## Extracted information
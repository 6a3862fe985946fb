//! The vault item record.
//!
//! Items are owned by the external item store. The keyword engine reads them
//! without mutating, and only looks at `id`, `title`, `content` and `keywords`.
//! The JSON shape matches the store's list endpoint:
//!
//! ```json
//! {
//!   "id": "c1f0...",
//!   "title": "Passeport",
//!   "content": "Numéro: XX123456",
//!   "type": "text",
//!   "keywords": ["administratif/papier/passport"],
//!   "createdAt": "2024-01-01T00:00:00Z",
//!   "updatedAt": "2024-01-01T00:00:00Z"
//! }
//! ```

use std::fmt;

use chrono::{DateTime, Utc};
use serde::{Deserialize, Serialize};
use uuid::Uuid;

// ============================================================================
// ItemId
// ============================================================================

/// Opaque unique identifier of an item, stable for the item's lifetime.
#[derive(Debug, Clone, PartialEq, Eq, Hash, PartialOrd, Ord, Serialize, Deserialize)]
#[serde(transparent)]
pub struct ItemId(String);

impl ItemId {
    /// Creates an item id from any string.
    ///
    /// # Examples
    ///
    /// ```
    /// use vault_core::ItemId;
    ///
    /// let id = ItemId::new("42");
    /// assert_eq!(id.as_str(), "42");
    /// ```
    pub fn new<S: Into<String>>(id: S) -> Self {
        Self(id.into())
    }

    /// Creates a fresh random id (UUID v4).
    pub fn generate() -> Self {
        Self(Uuid::new_v4().to_string())
    }

    /// Returns the id as a string slice.
    pub fn as_str(&self) -> &str {
        &self.0
    }
}

impl fmt::Display for ItemId {
    fn fmt(&self, f: &mut fmt::Formatter<'_>) -> fmt::Result {
        f.write_str(&self.0)
    }
}

impl From<&str> for ItemId {
    fn from(id: &str) -> Self {
        Self(id.to_string())
    }
}

impl From<String> for ItemId {
    fn from(id: String) -> Self {
        Self(id)
    }
}

// ============================================================================
// ItemType
// ============================================================================

/// Kind of payload an item carries.
///
/// Drives which renderer the presentation layer picks. The keyword engine is
/// agnostic to it.
#[derive(Debug, Clone, Copy, PartialEq, Eq, Hash, Default, Serialize, Deserialize)]
#[serde(rename_all = "lowercase")]
pub enum ItemType {
    /// Free text body.
    #[default]
    Text,
    /// Uploaded image; `content` holds the storage path.
    Image,
    /// Uploaded document; `content` holds the storage path.
    Document,
}

impl ItemType {
    /// Returns the wire name of this type.
    pub fn as_str(self) -> &'static str {
        match self {
            Self::Text => "text",
            Self::Image => "image",
            Self::Document => "document",
        }
    }
}

impl fmt::Display for ItemType {
    fn fmt(&self, f: &mut fmt::Formatter<'_>) -> fmt::Result {
        f.write_str(self.as_str())
    }
}

// ============================================================================
// Item
// ============================================================================

/// A record stored in the vault.
#[derive(Debug, Clone, PartialEq, Serialize, Deserialize)]
#[serde(rename_all = "camelCase")]
pub struct Item {
    /// Unique identifier.
    pub id: ItemId,
    /// Optional display title.
    #[serde(default)]
    pub title: Option<String>,
    /// Text body, or a reference path to an uploaded file.
    #[serde(default)]
    pub content: Option<String>,
    /// Additional stored file paths (multi-file documents).
    #[serde(default, skip_serializing_if = "Option::is_none")]
    pub files: Option<Vec<String>>,
    /// Payload kind.
    #[serde(rename = "type", default)]
    pub item_type: ItemType,
    /// Raw keyword strings in insertion order, duplicates allowed.
    #[serde(default)]
    pub keywords: Vec<String>,
    /// Creation timestamp.
    #[serde(default = "Utc::now")]
    pub created_at: DateTime<Utc>,
    /// Last modification timestamp.
    #[serde(default = "Utc::now")]
    pub updated_at: DateTime<Utc>,
}

impl Item {
    /// Creates an empty item of the given type, timestamped now.
    pub fn new(id: impl Into<ItemId>, item_type: ItemType) -> Self {
        let now = Utc::now();
        Self {
            id: id.into(),
            title: None,
            content: None,
            files: None,
            item_type,
            keywords: Vec::new(),
            created_at: now,
            updated_at: now,
        }
    }

    /// Creates an empty text item.
    pub fn text(id: impl Into<ItemId>) -> Self {
        Self::new(id, ItemType::Text)
    }

    /// Sets the title.
    pub fn with_title(mut self, title: impl Into<String>) -> Self {
        self.title = Some(title.into());
        self
    }

    /// Sets the content.
    pub fn with_content(mut self, content: impl Into<String>) -> Self {
        self.content = Some(content.into());
        self
    }

    /// Replaces the keyword list.
    pub fn with_keywords<I, S>(mut self, keywords: I) -> Self
    where
        I: IntoIterator<Item = S>,
        S: Into<String>,
    {
        self.keywords = keywords.into_iter().map(Into::into).collect();
        self
    }

    /// Sets the attached file paths.
    pub fn with_files<I, S>(mut self, files: I) -> Self
    where
        I: IntoIterator<Item = S>,
        S: Into<String>,
    {
        self.files = Some(files.into_iter().map(Into::into).collect());
        self
    }

    /// Builds a stored item from a create request.
    pub fn from_input(id: ItemId, input: CreateItemInput, now: DateTime<Utc>) -> Self {
        Self {
            id,
            title: input.title,
            content: input.content,
            files: input.files,
            item_type: input.item_type,
            keywords: input.keywords,
            created_at: now,
            updated_at: now,
        }
    }

    /// Applies a partial update. Fields left as `None` are unchanged.
    ///
    /// `updated_at` is bumped to `now` even when nothing else changed.
    pub fn apply_update(&mut self, input: UpdateItemInput, now: DateTime<Utc>) {
        if let Some(title) = input.title {
            self.title = Some(title);
        }
        if let Some(content) = input.content {
            self.content = Some(content);
        }
        if let Some(files) = input.files {
            self.files = Some(files);
        }
        if let Some(keywords) = input.keywords {
            self.keywords = keywords;
        }
        self.updated_at = now;
    }
}

// ============================================================================
// Inputs
// ============================================================================

/// Payload for creating an item.
#[derive(Debug, Clone, Default, PartialEq, Serialize, Deserialize)]
#[serde(rename_all = "camelCase")]
pub struct CreateItemInput {
    /// Optional title.
    #[serde(default, skip_serializing_if = "Option::is_none")]
    pub title: Option<String>,
    /// Optional content.
    #[serde(default, skip_serializing_if = "Option::is_none")]
    pub content: Option<String>,
    /// Optional attached file paths.
    #[serde(default, skip_serializing_if = "Option::is_none")]
    pub files: Option<Vec<String>>,
    /// Payload kind.
    #[serde(rename = "type", default)]
    pub item_type: ItemType,
    /// Raw keywords.
    #[serde(default)]
    pub keywords: Vec<String>,
}

/// Payload for a partial item update.
#[derive(Debug, Clone, Default, PartialEq, Serialize, Deserialize)]
#[serde(rename_all = "camelCase")]
pub struct UpdateItemInput {
    /// New title, if changing.
    #[serde(default, skip_serializing_if = "Option::is_none")]
    pub title: Option<String>,
    /// New content, if changing.
    #[serde(default, skip_serializing_if = "Option::is_none")]
    pub content: Option<String>,
    /// New file list, if changing.
    #[serde(default, skip_serializing_if = "Option::is_none")]
    pub files: Option<Vec<String>>,
    /// New keyword list, if changing.
    #[serde(default, skip_serializing_if = "Option::is_none")]
    pub keywords: Option<Vec<String>>,
}

// ============================================================================
// Tests
// ============================================================================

## Exercise
The answer should be the full listing, repeated without any change.

## Result for this exercise
repository 6a3862fe985946fb
//! The vault item record.
//!
//! Items are owned by the external item store. The keyword engine reads them
//! without mutating, and only looks at `id`, `title`, `content` and `keywords`.
//! The JSON shape matches the store's list endpoint:
//!
//! ```json
//! {
//!   "id": "c1f0...",
//!   "title": "Passeport",
//!   "content": "Numéro: XX123456",
//!   "type": "text",
//!   "keywords": ["administratif/papier/passport"],
//!   "createdAt": "2024-01-01T00:00:00Z",
//!   "updatedAt": "2024-01-01T00:00:00Z"
//! }
//! ```

use std::fmt;

use chrono::{DateTime, Utc};
use serde::{Deserialize, Serialize};
use uuid::Uuid;

// ============================================================================
// ItemId
// ============================================================================

/// Opaque unique identifier of an item, stable for the item's lifetime.
#[derive(Debug, Clone, PartialEq, Eq, Hash, PartialOrd, Ord, Serialize, Deserialize)]
#[serde(transparent)]
pub struct ItemId(String);

impl ItemId {
    /// Creates an item id from any string.
    ///
    /// # Examples
    ///
    /// ```
    /// use vault_core::ItemId;
    ///
    /// let id = ItemId::new("42");
    /// assert_eq!(id.as_str(), "42");
    /// ```
    pub fn new<S: Into<String>>(id: S) -> Self {
        Self(id.into())
    }

    /// Creates a fresh random id (UUID v4).
    pub fn generate() -> Self {
        Self(Uuid::new_v4().to_string())
    }

    /// Returns the id as a string slice.
    pub fn as_str(&self) -> &str {
        &self.0
    }
}

impl fmt::Display for ItemId {
    fn fmt(&self, f: &mut fmt::Formatter<'_>) -> fmt::Result {
        f.write_str(&self.0)
    }
}

impl From<&str> for ItemId {
    fn from(id: &str) -> Self {
        Self(id.to_string())
    }
}

impl From<String> for ItemId {
    fn from(id: String) -> Self {
        Self(id)
    }
}

// ============================================================================
// ItemType
// ============================================================================

/// Kind of payload an item carries.
///
/// Drives which renderer the presentation layer picks. The keyword engine is
/// agnostic to it.
#[derive(Debug, Clone, Copy, PartialEq, Eq, Hash, Default, Serialize, Deserialize)]
#[serde(rename_all = "lowercase")]
pub enum ItemType {
    /// Free text body.
    #[default]
    Text,
    /// Uploaded image; `content` holds the storage path.
    Image,
    /// Uploaded document; `content` holds the storage path.
    Document,
}

impl ItemType {
    /// Returns the wire name of this type.
    pub fn as_str(self) -> &'static str {
        match self {
            Self::Text => "text",
            Self::Image => "image",
            Self::Document => "document",
        }
    }
}

impl fmt::Display for ItemType {
    fn fmt(&self, f: &mut fmt::Formatter<'_>) -> fmt::Result {
        f.write_str(self.as_str())
    }
}

// ============================================================================
// Item
// ============================================================================

/// A record stored in the vault.
#[derive(Debug, Clone, PartialEq, Serialize, Deserialize)]
#[serde(rename_all = "camelCase")]
pub struct Item {
    /// Unique identifier.
    pub id: ItemId,
    /// Optional display title.
    #[serde(default)]
    pub title: Option<String>,
    /// Text body, or a reference path to an uploaded file.
    #[serde(default)]
    pub content: Option<String>,
    /// Additional stored file paths (multi-file documents).
    #[serde(default, skip_serializing_if = "Option::is_none")]
    pub files: Option<Vec<String>>,
    /// Payload kind.
    #[serde(rename = "type", default)]
    pub item_type: ItemType,
    /// Raw keyword strings in insertion order, duplicates allowed.
    #[serde(default)]
    pub keywords: Vec<String>,
    /// Creation timestamp.
    #[serde(default = "Utc::now")]
    pub created_at: DateTime<Utc>,
    /// Last modification timestamp.
    #[serde(default = "Utc::now")]
    pub updated_at: DateTime<Utc>,
}

impl Item {
    /// Creates an empty item of the given type, timestamped now.
    pub fn new(id: impl Into<ItemId>, item_type: ItemType) -> Self {
        let now = Utc::now();
        Self {
            id: id.into(),
            title: None,
            content: None,
            files: None,
            item_type,
            keywords: Vec::new(),
            created_at: now,
            updated_at: now,
        }
    }

    /// Creates an empty text item.
    pub fn text(id: impl Into<ItemId>) -> Self {
        Self::new(id, ItemType::Text)
    }

    /// Sets the title.
    pub fn with_title(mut self, title: impl Into<String>) -> Self {
        self.title = Some(title.into());
        self
    }

    /// Sets the content.
    pub fn with_content(mut self, content: impl Into<String>) -> Self {
        self.content = Some(content.into());
        self
    }

    /// Replaces the keyword list.
    pub fn with_keywords<I, S>(mut self, keywords: I) -> Self
    where
        I: IntoIterator<Item = S>,
        S: Into<String>,
    {
        self.keywords = keywords.into_iter().map(Into::into).collect();
        self
    }

    /// Sets the attached file paths.
    pub fn with_files<I, S>(mut self, files: I) -> Self
    where
        I: IntoIterator<Item = S>,
        S: Into<String>,
    {
        self.files = Some(files.into_iter().map(Into::into).collect());
        self
    }

    /// Builds a stored item from a create request.
    pub fn from_input(id: ItemId, input: CreateItemInput, now: DateTime<Utc>) -> Self {
        Self {
            id,
            title: input.title,
            content: input.content,
            files: input.files,
            item_type: input.item_type,
            keywords: input.keywords,
            created_at: now,
            updated_at: now,
        }
    }

    /// Applies a partial update. Fields left as `None` are unchanged.
    ///
    /// `updated_at` is bumped to `now` even when nothing else changed.
    pub fn apply_update(&mut self, input: UpdateItemInput, now: DateTime<Utc>) {
        if let Some(title) = input.title {
            self.title = Some(title);
        }
        if let Some(content) = input.content {
            self.content = Some(content);
        }
        if let Some(files) = input.files {
            self.files = Some(files);
        }
        if let Some(keywords) = input.keywords {
            self.keywords = keywords;
        }
        self.updated_at = now;
    }
}

// ============================================================================
// Inputs
// ============================================================================

/// Payload for creating an item.
#[derive(Debug, Clone, Default, PartialEq, Serialize, Deserialize)]
#[serde(rename_all = "camelCase")]
pub struct CreateItemInput {
    /// Optional title.
    #[serde(default, skip_serializing_if = "Option::is_none")]
    pub title: Option<String>,
    /// Optional content.
    #[serde(default, skip_serializing_if = "Option::is_none")]
    pub content: Option<String>,
    /// Optional attached file paths.
    #[serde(default, skip_serializing_if = "Option::is_none")]
    pub files: Option<Vec<String>>,
    /// Payload kind.
    #[serde(rename = "type", default)]
    pub item_type: ItemType,
    /// Raw keywords.
    #[serde(default)]
    pub keywords: Vec<String>,
}

/// Payload for a partial item update.
#[derive(Debug, Clone, Default, PartialEq, Serialize, Deserialize)]
#[serde(rename_all = "camelCase")]
pub struct UpdateItemInput {
    /// New title, if changing.
    #[serde(default, skip_serializing_if = "Option::is_none")]
    pub title: Option<String>,
    /// New content, if changing.
    #[serde(default, skip_serializing_if = "Option::is_none")]
    pub content: Option<String>,
    /// New file list, if changing.
    #[serde(default, skip_serializing_if = "Option::is_none")]
    pub files: Option<Vec<String>>,
    /// New keyword list, if changing.
    #[serde(default, skip_serializing_if = "Option::is_none")]
    pub keywords: Option<Vec<String>>,
}

// ============================================================================
// Tests
// ============================================================================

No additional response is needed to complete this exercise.